--- Task details ---
Write out again, please, the records below from the first line to the line holding "found by id.", inclusive, and nothing else.

--- Working data ---
+++
//! Oracle access errors.

use crate::error::{ErrorSeverity, PlannerError};
use crate::state::MaterialId;

/// Errors that occur when accessing oracle data.
///
/// None of these abort a computation: calculators log them and fall back to
/// an empty or placeholder result.
#[derive(Clone, Debug, PartialEq, Eq, thiserror::Error)]
#[cfg_attr(feature = "serde", derive(serde::Serialize, serde::Deserialize))]
pub enum OracleError {
    /// CatalogOracle is not available in the environment.
    #[error("CatalogOracle not available")]
    CatalogNotAvailable,

    /// TablesOracle is not available in the environment.
    #[error("TablesOracle not available")]
    TablesNotAvailable,

    /// Material record was not found by id.
    #[error("material {0} not found in catalog")]
    MaterialNotFound(MaterialId),
}

impl PlannerError for OracleError {
    fn severity(&self) -> ErrorSeverity {
        ErrorSeverity::Degraded
    }

    fn error_code(&self) -> &'static str {
        use OracleError::*;
        match self {
            CatalogNotAvailable => "ORACLE_CATALOG_NOT_AVAILABLE",
            TablesNotAvailable => "ORACLE_TABLES_NOT_AVAILABLE",
            MaterialNotFound(_) => "ORACLE_MATERIAL_NOT_FOUND",
        }
    }
}
//! Repository contracts for saving and loading the roster.

use planner_core::Roster;

use super::Result;

/// Repository for the user's roster (profiles plus progression state).
///
/// A failed `load` is not fatal: the runtime logs it and starts from an
/// empty roster.
pub trait RosterRepository: Send + Sync {
    fn load(&self) -> Result<Roster>;

    fn save(&self, roster: &Roster) -> Result<()>;
}
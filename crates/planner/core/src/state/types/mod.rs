pub mod axis;
pub mod common;
pub mod profile;
pub mod progress;
pub mod roster;

pub use axis::{Axis, EquipmentCategory, PotentialType, SkillType};
pub use common::{EntityId, MaterialId};
pub use profile::{EntityProfile, SkillMaterials};
pub use progress::{EntityProgress, ProgressionRange};
pub use roster::{Roster, RosterEntry};
//! Roster persistence adapters.
//!
//! The worker owns the live roster; repositories only see whole-roster saves
//! after each accepted edit and a single load at startup.
mod error;
mod roster;
mod traits;

pub use error::{RepositoryError, Result};
pub use roster::InMemoryRosterRepo;
pub use traits::RosterRepository;
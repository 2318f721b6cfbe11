use std::collections::BTreeMap;
use std::collections::btree_map;

use super::{EntityId, EntityProfile, EntityProgress};

/// One planned entity: its static profile plus its progression state.
#[derive(Clone, Debug, Default, PartialEq, Eq)]
#[cfg_attr(feature = "serde", derive(serde::Serialize, serde::Deserialize))]
pub struct RosterEntry {
    pub profile: EntityProfile,
    #[cfg_attr(feature = "serde", serde(default))]
    pub progress: EntityProgress,
}

impl RosterEntry {
    pub fn new(profile: EntityProfile, progress: EntityProgress) -> Self {
        Self { profile, progress }
    }

    #[inline]
    pub fn id(&self) -> EntityId {
        self.profile.id
    }
}

/// All planned entities, keyed and iterated by ascending [`EntityId`].
#[derive(Clone, Debug, Default, PartialEq, Eq)]
pub struct Roster {
    entries: BTreeMap<EntityId, RosterEntry>,
}

impl Roster {
    pub fn new() -> Self {
        Self::default()
    }

    /// Inserts or replaces an entry, returning the previous one.
    pub fn upsert(&mut self, entry: RosterEntry) -> Option<RosterEntry> {
        self.entries.insert(entry.id(), entry)
    }

    pub fn remove(&mut self, id: EntityId) -> Option<RosterEntry> {
        self.entries.remove(&id)
    }

    pub fn get(&self, id: EntityId) -> Option<&RosterEntry> {
        self.entries.get(&id)
    }

    pub fn get_mut(&mut self, id: EntityId) -> Option<&mut RosterEntry> {
        self.entries.get_mut(&id)
    }

    pub fn iter(&self) -> btree_map::Values<'_, EntityId, RosterEntry> {
        self.entries.values()
    }

    pub fn len(&self) -> usize {
        self.entries.len()
    }

    pub fn is_empty(&self) -> bool {
        self.entries.is_empty()
    }
}

impl FromIterator<RosterEntry> for Roster {
    fn from_iter<I: IntoIterator<Item = RosterEntry>>(iter: I) -> Self {
        let mut roster = Self::new();
        for entry in iter {
            roster.upsert(entry);
        }
        roster
    }
}

impl<'a> IntoIterator for &'a Roster {
    type Item = &'a RosterEntry;
    type IntoIter = btree_map::Values<'a, EntityId, RosterEntry>;

    fn into_iter(self) -> Self::IntoIter {
        self.iter()
    }
}
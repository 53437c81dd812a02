//! Response classification.
//!
//! [`classify`] maps an HTTP status and a raw body onto exactly one
//! [`Outcome`]. It is pure and total: every input produces an outcome and
//! nothing is logged or mutated.

use reqwest::StatusCode;
use serde::de::DeserializeOwned;
use url::Url;

use crate::error::{RestfulError, RestfulResult};
use crate::response::ExecResponse;

/// Longest body excerpt carried into error messages.
const BODY_EXCERPT_LEN: usize = 256;

/// Classification of one HTTP response.
#[derive(Debug, Clone, PartialEq)]
pub enum Outcome<T> {
    /// The service accepted the request.
    Success(ExecResponse<T>),
    /// An infra-availability status, or an OK status with an undecodable body.
    Transient {
        /// The HTTP status
        status: u16,
        /// What made the response unusable
        message: String,
    },
    /// The session token has expired.
    SessionExpired(ExecResponse<T>),
    /// The service refused the request, or denied permission.
    Fatal {
        /// The HTTP status
        status: u16,
        /// Response code, empty when the status itself was the refusal
        code: String,
        /// Message reported by the service
        message: String,
    },
    /// A status outside the known families.
    Unexpected {
        /// The HTTP status
        status: u16,
    },
}

impl<T> Outcome<T> {
    /// Returns true for [`Outcome::Success`].
    pub fn is_success(&self) -> bool {
        matches!(self, Self::Success(_))
    }

    /// Returns true for [`Outcome::SessionExpired`].
    pub fn is_session_expired(&self) -> bool {
        matches!(self, Self::SessionExpired(_))
    }

    /// Converts this outcome into a result; every non-success becomes an error.
    ///
    /// `url` is only used to annotate unexpected statuses.
    pub fn into_result(self, url: &Url) -> RestfulResult<ExecResponse<T>> {
        match self {
            Self::Success(response) => Ok(response),
            Self::Transient { status, message } => {
                Err(RestfulError::transient(message, Some(status)))
            }
            Self::SessionExpired(response) => Err(RestfulError::session_expired(response.message)),
            Self::Fatal {
                status,
                code,
                message,
            } => Err(RestfulError::fatal(code, message, Some(status))),
            Self::Unexpected { status } => Err(RestfulError::Unexpected {
                status,
                url: redacted_url(url),
            }),
        }
    }
}

/// Returns true for the statuses of a server that is temporarily unreachable.
pub fn is_availability_status(status: StatusCode) -> bool {
    matches!(
        status,
        StatusCode::BAD_GATEWAY | StatusCode::SERVICE_UNAVAILABLE | StatusCode::GATEWAY_TIMEOUT
    )
}

/// Classifies a response by status and body.
///
/// The session-expired code is checked before `success`, so a response
/// carrying it always leads to renewal.
///
/// # Examples
///
/// ```
/// use reqwest::StatusCode;
/// use snowflake_restful::classify::{classify, Outcome};
///
/// let body = br#"{"success": true, "code": "0", "message": "", "data": {}}"#;
/// let outcome = classify::<serde_json::Value>(StatusCode::OK, body);
/// assert!(outcome.is_success());
///
/// let outcome = classify::<serde_json::Value>(StatusCode::BAD_GATEWAY, b"");
/// assert!(matches!(outcome, Outcome::Transient { status: 502, .. }));
/// ```
pub fn classify<T: DeserializeOwned>(status: StatusCode, body: &[u8]) -> Outcome<T> {
    if status != StatusCode::OK {
        let code = status.as_u16();
        if is_availability_status(status) {
            return Outcome::Transient {
                status: code,
                message: format!("service unavailable ({status}): {}", excerpt(body)),
            };
        }
        if status == StatusCode::FORBIDDEN {
            return Outcome::Fatal {
                status: code,
                code: String::new(),
                message: format!("permission denied ({status}): {}", excerpt(body)),
            };
        }
        return Outcome::Unexpected { status: code };
    }

    let response: ExecResponse<T> = match serde_json::from_slice(body) {
        Ok(response) => response,
        Err(e) => {
            return Outcome::Transient {
                status: status.as_u16(),
                message: format!("failed to decode response body: {e}"),
            }
        }
    };

    if response.is_session_expired() {
        Outcome::SessionExpired(response)
    } else if response.success {
        Outcome::Success(response)
    } else {
        Outcome::Fatal {
            status: status.as_u16(),
            code: response.code,
            message: response.message,
        }
    }
}

fn excerpt(body: &[u8]) -> String {
    let text = String::from_utf8_lossy(body);
    match text.char_indices().nth(BODY_EXCERPT_LEN) {
        Some((end, _)) => format!("{}...", &text[..end]),
        None => text.into_owned(),
    }
}

// Error messages reach end users; keep the query string out of them.
fn redacted_url(url: &Url) -> String {
    let mut url = url.clone();
    url.set_query(None);
    url.to_string()
}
+++
--- Written response ---
//! Oracle access errors.

use crate::error::{ErrorSeverity, PlannerError};
use crate::state::MaterialId;

/// Errors that occur when accessing oracle data.
///
/// None of these abort a computation: calculators log them and fall back to
/// an empty or placeholder result.
#[derive(Clone, Debug, PartialEq, Eq, thiserror::Error)]
#[cfg_attr(feature = "serde", derive(serde::Serialize, serde::Deserialize))]
pub enum OracleError {
    /// CatalogOracle is not available in the environment.
    #[error("CatalogOracle not available")]
    CatalogNotAvailable,

    /// TablesOracle is not available in the environment.
    #[error("TablesOracle not available")]
    TablesNotAvailable,

    /// Material record was not found by id.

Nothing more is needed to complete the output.